Accanto agli usuali pronomi maschili e femminili, i cittadini tedeschi avranno, entro il 2018, la possibilità di registrarsi all’anagrafe con un terzo pronome, vale a dire “inter/divers”. Questo pronome potrà essere utilizzato da chiunque non si senta a proprio agio in uno dei generi binari o senta la necessità di identificarsi usando un’altra possibilità.
È stata questa la decisione della Corte Costituzionale Federale di Karlsruhe a favore di Vanja, una persona intersessuale.
Secondo lei, il precedente rifiuto a effettuare la modifica era stato una vera e propria violazione dei suoi diritti. Già dal 2013 era possibile in Germania non indicare il sesso del bambino alla nascita ma adesso sembra sia necessario un passo in avanti.
A questa decisione si sono uniti l’Istituto Tedesco per i Diritti Umani, la Società Tedesca per la Ricerca Sessuale e la Società Tedesca per la Psicologia. Contro questo provvedimento, invece, il Comitato Centrale dei Cattolici Tedeschi e la Confederazione degli Impiegati Statali: questi ultimi sostengono che si tratti di uno sforzo burocratico e finanziario non necessario.
La Corte Costituzionale Federale ha tuttavia riconosciuto l’importanza dell’identità di genere e proclamato che la legge tedesca non protegge dalle discriminazioni di genere solo i cittadini che si riconoscono e si percepiscono maschi o femmine, ma anche tutti coloro i quali non rientrano in questo schema.
Chissà che col tempo il pronome non entri a far parte anche della lingua parlata.
Un altro caso è quello della Francia, dove da qualche mese il Manuel d’écriture inclusive (Manuale di scrittura inclusiva, ndt) pubblicato da Mots-Clés sta destando scalpore. In realtà si basa su un concetto molto semplice, ovvero cercare di eliminare nella scrittura espressioni come “diritti dell’uomo” e sostituirle con alternative più neutre come “diritti umani”. O ancora declinare al femminile i nomi di professione o utilizzare il cosiddetto point médian (“gli·le francesi”).
A causare lo scandalo è stata la risoluzione da parte della casa editrice Hatier di pubblicare un testo per bambini di terza elementare seguendo i dettami del Manuale. Tantissimi insegnanti si sono scagliati contro il metodo proposto dalla casa editrice poiché renderebbe difficile l’apprendimento della grammatica per i bambini.
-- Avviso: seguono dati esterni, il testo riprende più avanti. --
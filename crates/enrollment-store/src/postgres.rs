use async_trait::async_trait;
use chrono::NaiveDate;
use domain::{EnrollmentRecord, PhoneNumber};
use sqlx::{PgPool, Row, postgres::PgRow};
use uuid::Uuid;

use crate::{RecordId, Result, StoreError, store::EnrollmentStore};

/// Name of the unique constraint on `enrollments.phone_number`.
const PHONE_UNIQUE_CONSTRAINT: &str = "enrollments_phone_number_key";

const SELECT_COLUMNS: &str = "id, name, age, selected_batch, phone_number, enrollment_dates";

/// PostgreSQL-backed enrollment store.
#[derive(Clone)]
pub struct PostgresEnrollmentStore {
    pool: PgPool,
}

impl PostgresEnrollmentStore {
    /// Creates a new PostgreSQL enrollment store.
    pub fn new(pool: PgPool) -> Self {
        Self { pool }
    }

    /// Gets a reference to the underlying connection pool.
    pub fn pool(&self) -> &PgPool {
        &self.pool
    }

    /// Runs the database migrations.
    pub async fn run_migrations(&self) -> Result<()> {
        sqlx::migrate!("../../migrations").run(&self.pool).await?;
        tracing::info!("enrollment migrations applied");
        Ok(())
    }

    fn row_to_record(row: PgRow) -> Result<EnrollmentRecord> {
        let id = RecordId::from_uuid(row.try_get::<Uuid, _>("id")?);
        let name: String = row.try_get("name")?;
        let age: i16 = row.try_get("age")?;
        let selected_batch: String = row.try_get("selected_batch")?;
        let phone_number: String = row.try_get("phone_number")?;
        let enrollment_dates: Vec<NaiveDate> = row.try_get("enrollment_dates")?;

        Ok(EnrollmentRecord::from_stored(
            id,
            &name,
            i64::from(age),
            &selected_batch,
            &phone_number,
            enrollment_dates,
        )?)
    }

    async fn fetch_by_id(&self, id: RecordId) -> Result<Option<EnrollmentRecord>> {
        let row = sqlx::query(&format!(
            "SELECT {SELECT_COLUMNS} FROM enrollments WHERE id = $1"
        ))
        .bind(id.as_uuid())
        .fetch_optional(&self.pool)
        .await?;

        row.map(Self::row_to_record).transpose()
    }
}

#[async_trait]
impl EnrollmentStore for PostgresEnrollmentStore {
    async fn insert(&self, record: &EnrollmentRecord) -> Result<()> {
        sqlx::query(
            r#"
            INSERT INTO enrollments (id, name, age, selected_batch, phone_number, enrollment_dates)
            VALUES ($1, $2, $3, $4, $5, $6)
            "#,
        )
        .bind(record.id().as_uuid())
        .bind(record.name().as_str())
        .bind(i16::from(record.age().years()))
        .bind(record.selected_batch().as_str())
        .bind(record.phone_number().as_str())
        .bind(record.enrollment_dates())
        .execute(&self.pool)
        .await
        .map_err(|e| {
            // The unique index is the source of truth for duplicates.
            if let sqlx::Error::Database(ref db_err) = e
                && db_err.constraint() == Some(PHONE_UNIQUE_CONSTRAINT)
            {
                tracing::debug!(record_id = %record.id(), "phone number already enrolled");
                return StoreError::DuplicatePhone(record.phone_number().to_string());
            }
            StoreError::Database(e)
        })?;

        Ok(())
    }

    async fn delete(&self, id: RecordId) -> Result<bool> {
        let result = sqlx::query("DELETE FROM enrollments WHERE id = $1")
            .bind(id.as_uuid())
            .execute(&self.pool)
            .await?;
        Ok(result.rows_affected() > 0)
    }

    async fn get(&self, id: RecordId) -> Result<Option<EnrollmentRecord>> {
        self.fetch_by_id(id).await
    }

    async fn find_by_phone(&self, phone: &PhoneNumber) -> Result<Option<EnrollmentRecord>> {
        let row = sqlx::query(&format!(
            "SELECT {SELECT_COLUMNS} FROM enrollments WHERE phone_number = $1"
        ))
        .bind(phone.as_str())
        .fetch_optional(&self.pool)
        .await?;

        row.map(Self::row_to_record).transpose()
    }

    async fn append_enrollment_date(
        &self,
        id: RecordId,
        date: NaiveDate,
    ) -> Result<EnrollmentRecord> {
        // The monthly rule is part of the UPDATE so two concurrent renewals
        // cannot both succeed.
        let row = sqlx::query(&format!(
            r#"
            UPDATE enrollments
            SET enrollment_dates = array_append(enrollment_dates, $2::date)
            WHERE id = $1
              AND NOT EXISTS (
                  SELECT 1 FROM unnest(enrollment_dates) AS d
                  WHERE date_trunc('month', d) = date_trunc('month', $2::date)
              )
            RETURNING {SELECT_COLUMNS}
            "#
        ))
        .bind(id.as_uuid())
        .bind(date)
        .fetch_optional(&self.pool)
        .await?;

        match row {
            Some(row) => Self::row_to_record(row),
            None => {
                let record = self.fetch_by_id(id).await?.ok_or(StoreError::NotFound(id))?;
                record.ensure_can_enroll_on(date)?;
                // Only reachable if a concurrent update removed the blocking
                // date between the UPDATE and this read.
                tracing::warn!(record_id = %id, %date, "enrollment dates changed during renewal");
                Err(StoreError::Unavailable(format!(
                    "concurrent update of enrollment dates for {id}"
                )))
            }
        }
    }

    async fn remove_enrollment_date(
        &self,
        id: RecordId,
        date: NaiveDate,
    ) -> Result<EnrollmentRecord> {
        let row = sqlx::query(&format!(
            r#"
            UPDATE enrollments
            SET enrollment_dates = array_remove(enrollment_dates, $2::date)
            WHERE id = $1
            RETURNING {SELECT_COLUMNS}
            "#
        ))
        .bind(id.as_uuid())
        .bind(date)
        .fetch_optional(&self.pool)
        .await?;

        row.map(Self::row_to_record)
            .transpose()?
            .ok_or(StoreError::NotFound(id))
    }

    async fn count(&self) -> Result<usize> {
        let count: i64 = sqlx::query_scalar("SELECT COUNT(*) FROM enrollments")
            .fetch_one(&self.pool)
            .await?;
        Ok(count as usize)
    }
}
Il filosofo Raphaël Enthoven ha addirittura parlato di un’aggressione dell’egualitarismo alla sintassi citando la neolingua del 1984 di Orwell e l’Accademia Francese, ancora più apocalittica, ha determinato un pericolo mortale per la lingua francese.
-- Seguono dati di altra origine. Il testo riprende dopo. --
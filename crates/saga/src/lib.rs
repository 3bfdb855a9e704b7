//! Saga pattern implementation for class enrollment.
//!
//! Creating a record and charging for it cannot share a transaction, so the
//! enrollment saga runs them as two steps with a compensating action:
//! 1. Create the enrollment record
//! 2. Charge the enrollment fee
//!
//! If the charge fails (or times out) the record is deleted again. No record
//! survives a failed charge, and no charge is attempted for a record that
//! failed to persist. Monthly renewals follow the same shape, with the
//! appended enrollment date as the compensated step.

pub mod coordinator;
pub mod enrollment;
pub mod error;
pub mod run;
pub mod services;
pub mod state;

pub use coordinator::{EnrollmentOutcome, EnrollmentSaga, RenewalOutcome};
pub use enrollment::EnrollmentFee;
pub use error::SagaError;
pub use run::SagaRun;
pub use services::{
    ChargeRequest, InMemoryPaymentProcessor, PaymentBehavior, PaymentError, PaymentProcessor,
    PaymentReceipt, SimulatedPaymentProcessor,
};
pub use state::SagaState;
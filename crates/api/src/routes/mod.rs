//! HTTP route handlers.

pub mod enrollments;
pub mod health;
pub mod metrics;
Sicuramente è ancora presto per determinare se questo tipo di scrittura si affermerà o meno.
L’inglese sembra aver già arginato l’ostacolo, utilizzando il pronome “they/them” (loro) al singolare quando si parla di qualcuno il cui genere non è quello maschile né femminile. Un altro escamotage è l’utilizzo della locuzione “he or she” in nome di una lingua meno sessista.
Sembrerebbe che gli anglofoni abbiano trovato una soluzione.
Un altro Paese che ha deciso di introdurre un terzo pronome neutro è la Svezia, utilizzando la lingua come mezzo di promozione dell’integrazione e di una maggiore parità di genere. Il dizionario ufficiale della lingua svedese ha già accolto il pronome personale neutro “hen” nel 2015, che si è andato ad affiancare ai già presenti “han” (lui) e “hon” (lei). Questo viene utilizzato correntemente per indicare persone transgender o semplicemente persone il cui genere è sconosciuto o non è necessario che venga specificato.
In realtà la parola era stata già coniata negli anni Sessanta in opposizione all’uso generalizzato e politicamente scorretto del pronome maschile, ma non aveva avuto chissà quale grande riscontro. Fu all’inizio degli anni Duemila che la piccola comunità transgender svedese cominciò a riutilizzarla e a riportarla in auge. Gli attivisti sperano che questa rivoluzione linguistica porti a una società che elimini i canoni tradizionali, superando persino la parità di genere per arrivare alla neutralità di genere.
In conclusione, questi accorgimenti linguistici sono utili alla profonda metamorfosi nella società? Sì, lo sono, eccome. Proprio perché sono riscontrabili all’interno della quotidianità e non sono relegati alle “sette” degli attivisti.
La lingua si rivela essere un ulteriore mezzo a nostra disposizione per essere agenti di cambiamento, e chissà che l’italiano non si accodi presto.